#### Supplied data ####
#[cfg(test)]
pub(crate) mod tests {
    use super::*;
    use std::sync::Mutex;
    use std::sync::atomic::{AtomicUsize, Ordering};

    /// Scripted fetcher: pops one response per call, repeating the last one.
    pub(crate) struct ScriptedFetcher {
        pub calls: AtomicUsize,
        script: Mutex<Vec<Result<Vec<u8>, ProviderError>>>,
    }

    impl ScriptedFetcher {
        pub(crate) fn new(script: Vec<Result<Vec<u8>, ProviderError>>) -> Self {
            Self {
                calls: AtomicUsize::new(0),
                script: Mutex::new(script),
            }
        }
    }

    impl RawFetcher for ScriptedFetcher {
        fn fetch(&self, _d: &FetchDescriptor, dest: &Path) -> Result<u64, ProviderError> {
            self.calls.fetch_add(1, Ordering::SeqCst);
            let mut script = self.script.lock().unwrap();
            let next = if script.len() > 1 {
                script.remove(0)
            } else {
                script[0].clone()
            };
            let body = next?;
            std::fs::write(dest, &body)?;
            Ok(body.len() as u64)
        }
    }

    /// Writes half a file, then fails.
    struct TruncatingFetcher;

    impl RawFetcher for TruncatingFetcher {
        fn fetch(&self, _d: &FetchDescriptor, dest: &Path) -> Result<u64, ProviderError> {
            std::fs::write(dest, b"II*\0partial")?;
            Err(ProviderError::Http("connection reset".into()))
        }
    }

    fn descriptor() -> FetchDescriptor {
        FetchDescriptor {
            band: Some("B04".into()),
            url: "https://example.test/B04.tif".into(),
        }
    }

    fn rate_limited() -> Result<Vec<u8>, ProviderError> {
        Err(ProviderError::RateLimited { retry_after: None })
    }

    #[test]
    fn test_missing_handle_is_permanent_and_not_attempted() {
        let dir = tempfile::tempdir().unwrap();
        let fetcher = RetryingFetcher::new(ScriptedFetcher::new(vec![Ok(vec![1])]), Duration::ZERO);
        let outcome = fetcher.fetch(None, &dir.path().join("a.tif"), 3);
        assert!(matches!(outcome, FetchOutcome::PermanentFailure { .. }));
        assert_eq!(fetcher.raw().calls.load(Ordering::SeqCst), 0);
    }

    #[test]
    fn test_retry_exhaustion_makes_budget_plus_one_attempts() {
        let dir = tempfile::tempdir().unwrap();
        let dest = dir.path().join("tile.tif");
        let fetcher = RetryingFetcher::new(ScriptedFetcher::new(vec![rate_limited()]), Duration::ZERO);
        let outcome = fetcher.fetch(Some(&descriptor()), &dest, 2);
        assert!(matches!(outcome, FetchOutcome::TransientFailure { .. }));
        assert_eq!(fetcher.raw().calls.load(Ordering::SeqCst), 3);
        assert!(!dest.exists());
    }

    #[test]
    fn test_recovers_after_rate_limit() {
        let dir = tempfile::tempdir().unwrap();
        let dest = dir.path().join("nested").join("tile.tif");
        let script = vec![rate_limited(), Err(ProviderError::Timeout("slow".into())), Ok(vec![7; 64])];
        let fetcher = RetryingFetcher::new(ScriptedFetcher::new(script), Duration::ZERO);
        let outcome = fetcher.fetch(Some(&descriptor()), &dest, 2);
        assert_eq!(
            outcome,
            FetchOutcome::Success {
                local_path: dest.clone(),
                bytes_written: 64
            }
        );
        assert_eq!(std::fs::read(&dest).unwrap(), vec![7; 64]);
        assert_eq!(fetcher.raw().calls.load(Ordering::SeqCst), 3);
    }

    #[test]
    fn test_permanent_errors_are_not_retried() {
        let dir = tempfile::tempdir().unwrap();
        let script = vec![Err(ProviderError::Rejected("invalid bbox".into()))];
        let fetcher = RetryingFetcher::new(ScriptedFetcher::new(script), Duration::ZERO);
        let outcome = fetcher.fetch(Some(&descriptor()), &dir.path().join("a.tif"), 5);
        match outcome {
            FetchOutcome::PermanentFailure { reason } => assert!(reason.contains("invalid bbox")),
            other => panic!("unexpected outcome {other:?}"),
        }
        assert_eq!(fetcher.raw().calls.load(Ordering::SeqCst), 1);
    }

    #[test]
    fn test_not_found_maps_to_not_found() {
        let dir = tempfile::tempdir().unwrap();
        let script = vec![Err(ProviderError::NotFound("404".into()))];
        let fetcher = RetryingFetcher::new(ScriptedFetcher::new(script), Duration::ZERO);
        let outcome = fetcher.fetch(Some(&descriptor()), &dir.path().join("a.tif"), 5);
        assert_eq!(outcome, FetchOutcome::NotFound);
    }

    #[test]
    fn test_failed_fetch_leaves_no_partial_file() {
        let dir = tempfile::tempdir().unwrap();
        let dest = dir.path().join("tile.tif");
        let fetcher = RetryingFetcher::new(TruncatingFetcher, Duration::ZERO);
        let outcome = fetcher.fetch(Some(&descriptor()), &dest, 0);
        assert!(matches!(outcome, FetchOutcome::PermanentFailure { .. }));
        assert!(!dest.exists());
        let leftovers: Vec<_> = std::fs::read_dir(dir.path()).unwrap().collect();
        assert!(leftovers.is_empty(), "temp files left behind: {leftovers:?}");
    }

    #[test]
    fn test_retry_after_is_capped() {
        let dir = tempfile::tempdir().unwrap();
        let dest = dir.path().join("tile.tif");
        let script = vec![
            Err(ProviderError::RateLimited {
                retry_after: Some(Duration::from_secs(86_400)),
            }),
            Ok(vec![1; 8]),
        ];
        let fetcher = RetryingFetcher::new(ScriptedFetcher::new(script), Duration::ZERO)
            .with_max_backoff(Duration::from_millis(20));

        let started = Instant::now();
        let outcome = fetcher.fetch(Some(&descriptor()), &dest, 1);
        assert!(outcome.is_success(), "{outcome:?}");
        assert!(started.elapsed() < Duration::from_secs(5));
    }

    #[test]
    fn test_stop_interrupts_retry_wait() {
        let dir = tempfile::tempdir().unwrap();
        let dest = dir.path().join("tile.tif");
        let script = vec![Err(ProviderError::RateLimited {
            retry_after: Some(Duration::from_secs(3)),
        })];
        let fetcher = RetryingFetcher::new(ScriptedFetcher::new(script), Duration::ZERO);

        let stop_at = Instant::now() + Duration::from_millis(100);
        let started = Instant::now();
        let outcome = fetcher.fetch_until(Some(&descriptor()), &dest, 1, &|| Instant::now() >= stop_at);
        assert_eq!(outcome, FetchOutcome::Cancelled);
        assert!(started.elapsed() < Duration::from_secs(2), "waited {:?}", started.elapsed());
        assert_eq!(fetcher.raw().calls.load(Ordering::SeqCst), 1);
        assert!(!dest.exists());
    }

    #[test]
    fn test_stopped_fetch_is_not_attempted() {
        let dir = tempfile::tempdir().unwrap();
        let fetcher = RetryingFetcher::new(ScriptedFetcher::new(vec![Ok(vec![1])]), Duration::ZERO);
        let outcome = fetcher.fetch_until(Some(&descriptor()), &dir.path().join("a.tif"), 3, &|| true);
        assert_eq!(outcome, FetchOutcome::Cancelled);
        assert_eq!(fetcher.raw().calls.load(Ordering::SeqCst), 0);
    }

    #[test]
    fn test_outcome_serializes_with_status_tag() {
        let json = serde_json::to_value(FetchOutcome::TransientFailure {
            reason: "429".into(),
        })
        .unwrap();
        assert_eq!(json["status"], "transient_failure");
        assert_eq!(json["reason"], "429");
    }
}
####
What this task involves: Reproduce the records word for word.

Your solution:
#[cfg(test)]
pub(crate) mod tests {
    use super::*;
    use std::sync::Mutex;
    use std::sync::atomic::{AtomicUsize, Ordering};

    /// Scripted fetcher: pops one response per call, repeating the last one.
    pub(crate) struct ScriptedFetcher {
        pub calls: AtomicUsize,
        script: Mutex<Vec<Result<Vec<u8>, ProviderError>>>,
    }

    impl ScriptedFetcher {
        pub(crate) fn new(script: Vec<Result<Vec<u8>, ProviderError>>) -> Self {
            Self {
                calls: AtomicUsize::new(0),
                script: Mutex::new(script),
            }
        }
    }

    impl RawFetcher for ScriptedFetcher {
        fn fetch(&self, _d: &FetchDescriptor, dest: &Path) -> Result<u64, ProviderError> {
            self.calls.fetch_add(1, Ordering::SeqCst);
            let mut script = self.script.lock().unwrap();
            let next = if script.len() > 1 {
                script.remove(0)
            } else {
                script[0].clone()
            };
            let body = next?;
            std::fs::write(dest, &body)?;
            Ok(body.len() as u64)
        }
    }

    /// Writes half a file, then fails.
    struct TruncatingFetcher;

    impl RawFetcher for TruncatingFetcher {
        fn fetch(&self, _d: &FetchDescriptor, dest: &Path) -> Result<u64, ProviderError> {
            std::fs::write(dest, b"II*\0partial")?;
            Err(ProviderError::Http("connection reset".into()))
        }
    }

    fn descriptor() -> FetchDescriptor {
        FetchDescriptor {
            band: Some("B04".into()),
            url: "https://example.test/B04.tif".into(),
        }
    }

    fn rate_limited() -> Result<Vec<u8>, ProviderError> {
        Err(ProviderError::RateLimited { retry_after: None })
    }

    #[test]
    fn test_missing_handle_is_permanent_and_not_attempted() {
        let dir = tempfile::tempdir().unwrap();
        let fetcher = RetryingFetcher::new(ScriptedFetcher::new(vec![Ok(vec![1])]), Duration::ZERO);
        let outcome = fetcher.fetch(None, &dir.path().join("a.tif"), 3);
        assert!(matches!(outcome, FetchOutcome::PermanentFailure { .. }));
        assert_eq!(fetcher.raw().calls.load(Ordering::SeqCst), 0);
    }

    #[test]
    fn test_retry_exhaustion_makes_budget_plus_one_attempts() {
        let dir = tempfile::tempdir().unwrap();
        let dest = dir.path().join("tile.tif");
        let fetcher = RetryingFetcher::new(ScriptedFetcher::new(vec![rate_limited()]), Duration::ZERO);
        let outcome = fetcher.fetch(Some(&descriptor()), &dest, 2);
        assert!(matches!(outcome, FetchOutcome::TransientFailure { .. }));
        assert_eq!(fetcher.raw().calls.load(Ordering::SeqCst), 3);
        assert!(!dest.exists());
    }

    #[test]
    fn test_recovers_after_rate_limit() {
        let dir = tempfile::tempdir().unwrap();
        let dest = dir.path().join("nested").join("tile.tif");
        let script = vec![rate_limited(), Err(ProviderError::Timeout("slow".into())), Ok(vec![7; 64])];
        let fetcher = RetryingFetcher::new(ScriptedFetcher::new(script), Duration::ZERO);
        let outcome = fetcher.fetch(Some(&descriptor()), &dest, 2);
        assert_eq!(
            outcome,
            FetchOutcome::Success {
                local_path: dest.clone(),
                bytes_written: 64
            }
        );
        assert_eq!(std::fs::read(&dest).unwrap(), vec![7; 64]);
        assert_eq!(fetcher.raw().calls.load(Ordering::SeqCst), 3);
    }

    #[test]
    fn test_permanent_errors_are_not_retried() {
        let dir = tempfile::tempdir().unwrap();
        let script = vec![Err(ProviderError::Rejected("invalid bbox".into()))];
        let fetcher = RetryingFetcher::new(ScriptedFetcher::new(script), Duration::ZERO);
        let outcome = fetcher.fetch(Some(&descriptor()), &dir.path().join("a.tif"), 5);
        match outcome {
            FetchOutcome::PermanentFailure { reason } => assert!(reason.contains("invalid bbox")),
            other => panic!("unexpected outcome {other:?}"),
        }
        assert_eq!(fetcher.raw().calls.load(Ordering::SeqCst), 1);
    }

    #[test]
    fn test_not_found_maps_to_not_found() {
        let dir = tempfile::tempdir().unwrap();
        let script = vec![Err(ProviderError::NotFound("404".into()))];
        let fetcher = RetryingFetcher::new(ScriptedFetcher::new(script), Duration::ZERO);
        let outcome = fetcher.fetch(Some(&descriptor()), &dir.path().join("a.tif"), 5);
        assert_eq!(outcome, FetchOutcome::NotFound);
    }

    #[test]
    fn test_failed_fetch_leaves_no_partial_file() {
        let dir = tempfile::tempdir().unwrap();
        let dest = dir.path().join("tile.tif");
        let fetcher = RetryingFetcher::new(TruncatingFetcher, Duration::ZERO);
        let outcome = fetcher.fetch(Some(&descriptor()), &dest, 0);
        assert!(matches!(outcome, FetchOutcome::PermanentFailure { .. }));
        assert!(!dest.exists());
        let leftovers: Vec<_> = std::fs::read_dir(dir.path()).unwrap().collect();
        assert!(leftovers.is_empty(), "temp files left behind: {leftovers:?}");
    }

    #[test]
    fn test_retry_after_is_capped() {
        let dir = tempfile::tempdir().unwrap();
        let dest = dir.path().join("tile.tif");
        let script = vec![
            Err(ProviderError::RateLimited {
                retry_after: Some(Duration::from_secs(86_400)),
            }),
            Ok(vec![1; 8]),
        ];
        let fetcher = RetryingFetcher::new(ScriptedFetcher::new(script), Duration::ZERO)
            .with_max_backoff(Duration::from_millis(20));

        let started = Instant::now();
        let outcome = fetcher.fetch(Some(&descriptor()), &dest, 1);
        assert!(outcome.is_success(), "{outcome:?}");
        assert!(started.elapsed() < Duration::from_secs(5));
    }

    #[test]
    fn test_stop_interrupts_retry_wait() {
        let dir = tempfile::tempdir().unwrap();
        let dest = dir.path().join("tile.tif");
        let script = vec![Err(ProviderError::RateLimited {
            retry_after: Some(Duration::from_secs(3)),
        })];
        let fetcher = RetryingFetcher::new(ScriptedFetcher::new(script), Duration::ZERO);

        let stop_at = Instant::now() + Duration::from_millis(100);
        let started = Instant::now();
        let outcome = fetcher.fetch_until(Some(&descriptor()), &dest, 1, &|| Instant::now() >= stop_at);
        assert_eq!(outcome, FetchOutcome::Cancelled);
        assert!(started.elapsed() < Duration::from_secs(2), "waited {:?}", started.elapsed());
        assert_eq!(fetcher.raw().calls.load(Ordering::SeqCst), 1);
        assert!(!dest.exists());
    }

    #[test]
    fn test_stopped_fetch_is_not_attempted() {
        let dir = tempfile::tempdir().unwrap();
        let fetcher = RetryingFetcher::new(ScriptedFetcher::new(vec![Ok(vec![1])]), Duration::ZERO);
        let outcome = fetcher.fetch_until(Some(&descriptor()), &dir.path().join("a.tif"), 3, &|| true);
        assert_eq!(outcome, FetchOutcome::Cancelled);
        assert_eq!(fetcher.raw().calls.load(Ordering::SeqCst), 0);
    }

    #[test]
    fn test_outcome_serializes_with_status_tag() {
        let json = serde_json::to_value(FetchOutcome::TransientFailure {
            reason: "429".into(),
        })
        .unwrap();
        assert_eq!(json["status"], "transient_failure");
        assert_eq!(json["reason"], "429");
    }
}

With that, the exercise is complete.